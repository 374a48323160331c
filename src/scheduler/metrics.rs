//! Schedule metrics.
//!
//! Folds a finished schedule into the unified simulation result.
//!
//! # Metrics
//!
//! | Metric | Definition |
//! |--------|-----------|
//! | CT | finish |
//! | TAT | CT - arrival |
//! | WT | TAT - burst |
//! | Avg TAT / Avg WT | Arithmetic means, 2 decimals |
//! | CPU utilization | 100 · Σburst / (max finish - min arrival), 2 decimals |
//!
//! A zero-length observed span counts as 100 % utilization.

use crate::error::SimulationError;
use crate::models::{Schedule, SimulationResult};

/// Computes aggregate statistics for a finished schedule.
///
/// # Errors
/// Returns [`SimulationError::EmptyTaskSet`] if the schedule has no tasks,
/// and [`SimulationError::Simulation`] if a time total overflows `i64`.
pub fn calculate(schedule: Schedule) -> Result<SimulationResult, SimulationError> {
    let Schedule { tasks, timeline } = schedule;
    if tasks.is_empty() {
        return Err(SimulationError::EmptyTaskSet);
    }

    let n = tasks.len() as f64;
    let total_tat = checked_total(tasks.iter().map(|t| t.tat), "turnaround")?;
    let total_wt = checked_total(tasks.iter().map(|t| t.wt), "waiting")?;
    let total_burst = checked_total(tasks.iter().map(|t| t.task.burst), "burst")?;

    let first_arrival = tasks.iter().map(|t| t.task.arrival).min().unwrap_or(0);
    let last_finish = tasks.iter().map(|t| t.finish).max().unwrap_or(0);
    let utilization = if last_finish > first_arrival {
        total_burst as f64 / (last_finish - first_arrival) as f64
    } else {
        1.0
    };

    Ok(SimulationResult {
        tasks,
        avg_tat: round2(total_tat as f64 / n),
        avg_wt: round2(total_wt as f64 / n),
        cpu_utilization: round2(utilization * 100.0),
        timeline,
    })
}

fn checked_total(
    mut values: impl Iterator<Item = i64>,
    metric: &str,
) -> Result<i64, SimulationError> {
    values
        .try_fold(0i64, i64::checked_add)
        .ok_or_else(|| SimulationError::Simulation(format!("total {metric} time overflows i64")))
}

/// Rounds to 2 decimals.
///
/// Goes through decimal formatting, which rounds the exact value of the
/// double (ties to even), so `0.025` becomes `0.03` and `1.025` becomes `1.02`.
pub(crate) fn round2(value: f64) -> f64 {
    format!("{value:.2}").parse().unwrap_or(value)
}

━━━━━━━━

#### ASSIGNED TASK
Return exactly, and only, the lines above starting at the line that contains "unified simulation result." and ending at the line that contains "let total_wt = checked_total(tasks.iter().map(|t|".

#### RESPONSE TO THIS EXERCISE
//! Folds a finished schedule into the unified simulation result.
//!
//! # Metrics
//!
//! | Metric | Definition |
//! |--------|-----------|
//! | CT | finish |
//! | TAT | CT - arrival |
//! | WT | TAT - burst |
//! | Avg TAT / Avg WT | Arithmetic means, 2 decimals |
//! | CPU utilization | 100 · Σburst / (max finish - min arrival), 2 decimals |
//!
//! A zero-length observed span counts as 100 % utilization.

use crate::error::SimulationError;
use crate::models::{Schedule, SimulationResult};

/// Computes aggregate statistics for a finished schedule.
///
/// # Errors
/// Returns [`SimulationError::EmptyTaskSet`] if the schedule has no tasks,
/// and [`SimulationError::Simulation`] if a time total overflows `i64`.
pub fn calculate(schedule: Schedule) -> Result<SimulationResult, SimulationError> {
    let Schedule { tasks, timeline } = schedule;
    if tasks.is_empty() {
        return Err(SimulationError::EmptyTaskSet);
    }

    let n = tasks.len() as f64;
    let total_tat = checked_total(tasks.iter().map(|t| t.tat), "turnaround")?;
    let total_wt = checked_total(tasks.iter().map(|t| t.wt), "waiting")?;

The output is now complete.